■ The task ■
Locate every line below that contains the word "port" and copy it.

■ Input records ■
===============
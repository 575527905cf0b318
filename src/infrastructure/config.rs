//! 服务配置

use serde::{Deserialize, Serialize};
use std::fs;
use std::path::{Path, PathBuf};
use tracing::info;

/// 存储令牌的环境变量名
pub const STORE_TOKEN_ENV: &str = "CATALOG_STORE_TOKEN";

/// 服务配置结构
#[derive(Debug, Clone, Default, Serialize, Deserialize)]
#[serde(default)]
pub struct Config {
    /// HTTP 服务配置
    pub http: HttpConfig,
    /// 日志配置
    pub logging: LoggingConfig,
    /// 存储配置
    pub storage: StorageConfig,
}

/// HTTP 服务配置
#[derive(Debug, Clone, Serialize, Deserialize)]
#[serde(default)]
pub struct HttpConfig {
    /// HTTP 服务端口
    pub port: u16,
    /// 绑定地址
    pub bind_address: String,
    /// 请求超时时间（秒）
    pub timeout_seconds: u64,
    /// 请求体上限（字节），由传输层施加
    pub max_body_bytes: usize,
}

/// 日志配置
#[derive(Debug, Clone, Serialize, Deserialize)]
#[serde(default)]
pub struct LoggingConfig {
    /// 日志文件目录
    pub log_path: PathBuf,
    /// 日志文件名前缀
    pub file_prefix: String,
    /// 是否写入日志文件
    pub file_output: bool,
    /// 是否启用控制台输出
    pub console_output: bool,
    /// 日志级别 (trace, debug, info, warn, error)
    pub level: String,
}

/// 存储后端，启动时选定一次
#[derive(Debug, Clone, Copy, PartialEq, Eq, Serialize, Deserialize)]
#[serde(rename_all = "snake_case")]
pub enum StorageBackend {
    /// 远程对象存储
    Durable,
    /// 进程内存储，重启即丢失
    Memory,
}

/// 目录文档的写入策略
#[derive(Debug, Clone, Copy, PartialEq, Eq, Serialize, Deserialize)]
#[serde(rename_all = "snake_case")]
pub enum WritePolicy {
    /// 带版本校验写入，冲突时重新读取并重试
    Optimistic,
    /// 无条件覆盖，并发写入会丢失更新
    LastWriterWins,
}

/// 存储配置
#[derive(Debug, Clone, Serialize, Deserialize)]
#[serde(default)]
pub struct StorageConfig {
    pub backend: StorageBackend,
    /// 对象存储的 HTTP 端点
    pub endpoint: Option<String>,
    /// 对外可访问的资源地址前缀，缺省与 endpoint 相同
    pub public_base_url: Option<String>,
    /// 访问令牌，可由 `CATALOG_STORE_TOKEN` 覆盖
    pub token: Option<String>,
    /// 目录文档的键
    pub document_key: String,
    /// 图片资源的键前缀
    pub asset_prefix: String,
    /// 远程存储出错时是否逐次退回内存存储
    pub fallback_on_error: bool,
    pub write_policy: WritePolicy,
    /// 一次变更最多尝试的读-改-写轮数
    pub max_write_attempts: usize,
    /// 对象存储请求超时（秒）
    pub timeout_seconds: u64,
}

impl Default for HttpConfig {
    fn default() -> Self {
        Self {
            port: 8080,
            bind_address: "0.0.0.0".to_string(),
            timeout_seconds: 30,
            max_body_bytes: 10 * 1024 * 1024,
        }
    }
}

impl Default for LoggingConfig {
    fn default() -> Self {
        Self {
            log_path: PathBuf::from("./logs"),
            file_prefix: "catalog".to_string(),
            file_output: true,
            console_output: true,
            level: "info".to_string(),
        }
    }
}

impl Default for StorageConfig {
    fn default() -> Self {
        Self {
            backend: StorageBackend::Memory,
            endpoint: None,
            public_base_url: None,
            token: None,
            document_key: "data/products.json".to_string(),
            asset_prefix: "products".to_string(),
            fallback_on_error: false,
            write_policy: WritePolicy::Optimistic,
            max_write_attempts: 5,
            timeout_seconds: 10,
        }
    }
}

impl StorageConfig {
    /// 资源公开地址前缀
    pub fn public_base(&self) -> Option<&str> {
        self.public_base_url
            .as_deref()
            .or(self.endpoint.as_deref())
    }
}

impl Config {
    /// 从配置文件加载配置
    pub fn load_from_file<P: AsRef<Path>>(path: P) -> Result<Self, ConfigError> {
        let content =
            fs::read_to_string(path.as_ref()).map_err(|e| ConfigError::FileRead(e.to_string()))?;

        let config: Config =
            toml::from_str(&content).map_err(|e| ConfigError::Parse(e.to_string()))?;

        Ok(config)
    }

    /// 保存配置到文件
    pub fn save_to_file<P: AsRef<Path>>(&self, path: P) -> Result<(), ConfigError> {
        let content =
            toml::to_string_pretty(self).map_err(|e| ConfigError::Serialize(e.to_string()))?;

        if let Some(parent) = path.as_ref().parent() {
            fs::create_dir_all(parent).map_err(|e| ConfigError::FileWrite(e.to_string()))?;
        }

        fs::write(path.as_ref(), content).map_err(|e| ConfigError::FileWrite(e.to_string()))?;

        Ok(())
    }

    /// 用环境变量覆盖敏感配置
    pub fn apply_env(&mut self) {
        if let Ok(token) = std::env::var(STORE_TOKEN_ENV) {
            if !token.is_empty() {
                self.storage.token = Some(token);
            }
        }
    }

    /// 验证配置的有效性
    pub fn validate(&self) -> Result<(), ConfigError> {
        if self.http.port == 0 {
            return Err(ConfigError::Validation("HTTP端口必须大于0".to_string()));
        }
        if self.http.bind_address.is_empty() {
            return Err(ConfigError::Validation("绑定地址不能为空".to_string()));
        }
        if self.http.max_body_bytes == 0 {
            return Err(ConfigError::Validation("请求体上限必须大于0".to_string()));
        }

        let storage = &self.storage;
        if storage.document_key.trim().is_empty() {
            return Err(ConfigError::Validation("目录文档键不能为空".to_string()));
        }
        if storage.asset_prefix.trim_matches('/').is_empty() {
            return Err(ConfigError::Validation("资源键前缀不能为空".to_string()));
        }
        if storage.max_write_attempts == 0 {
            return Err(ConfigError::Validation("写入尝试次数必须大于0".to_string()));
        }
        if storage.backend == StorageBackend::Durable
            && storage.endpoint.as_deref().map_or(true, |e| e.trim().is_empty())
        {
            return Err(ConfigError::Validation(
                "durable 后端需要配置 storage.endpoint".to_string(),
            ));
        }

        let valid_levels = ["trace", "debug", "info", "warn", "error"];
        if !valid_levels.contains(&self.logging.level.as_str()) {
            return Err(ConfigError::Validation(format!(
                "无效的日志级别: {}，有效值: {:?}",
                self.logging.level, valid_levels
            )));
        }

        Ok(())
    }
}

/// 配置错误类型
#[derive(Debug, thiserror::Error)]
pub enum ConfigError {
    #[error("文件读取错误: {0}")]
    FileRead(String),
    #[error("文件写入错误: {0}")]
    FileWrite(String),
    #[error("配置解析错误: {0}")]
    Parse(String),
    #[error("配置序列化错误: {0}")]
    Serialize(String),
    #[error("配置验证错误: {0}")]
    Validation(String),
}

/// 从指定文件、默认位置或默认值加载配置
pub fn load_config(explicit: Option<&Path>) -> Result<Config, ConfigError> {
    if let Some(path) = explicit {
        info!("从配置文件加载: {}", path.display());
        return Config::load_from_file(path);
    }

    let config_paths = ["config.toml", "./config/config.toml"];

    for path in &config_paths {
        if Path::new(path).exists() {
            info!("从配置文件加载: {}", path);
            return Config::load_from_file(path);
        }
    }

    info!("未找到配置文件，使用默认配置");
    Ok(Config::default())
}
===============
■ Response box ■
    pub port: u16,
            port: 8080,
        if self.http.port == 0 {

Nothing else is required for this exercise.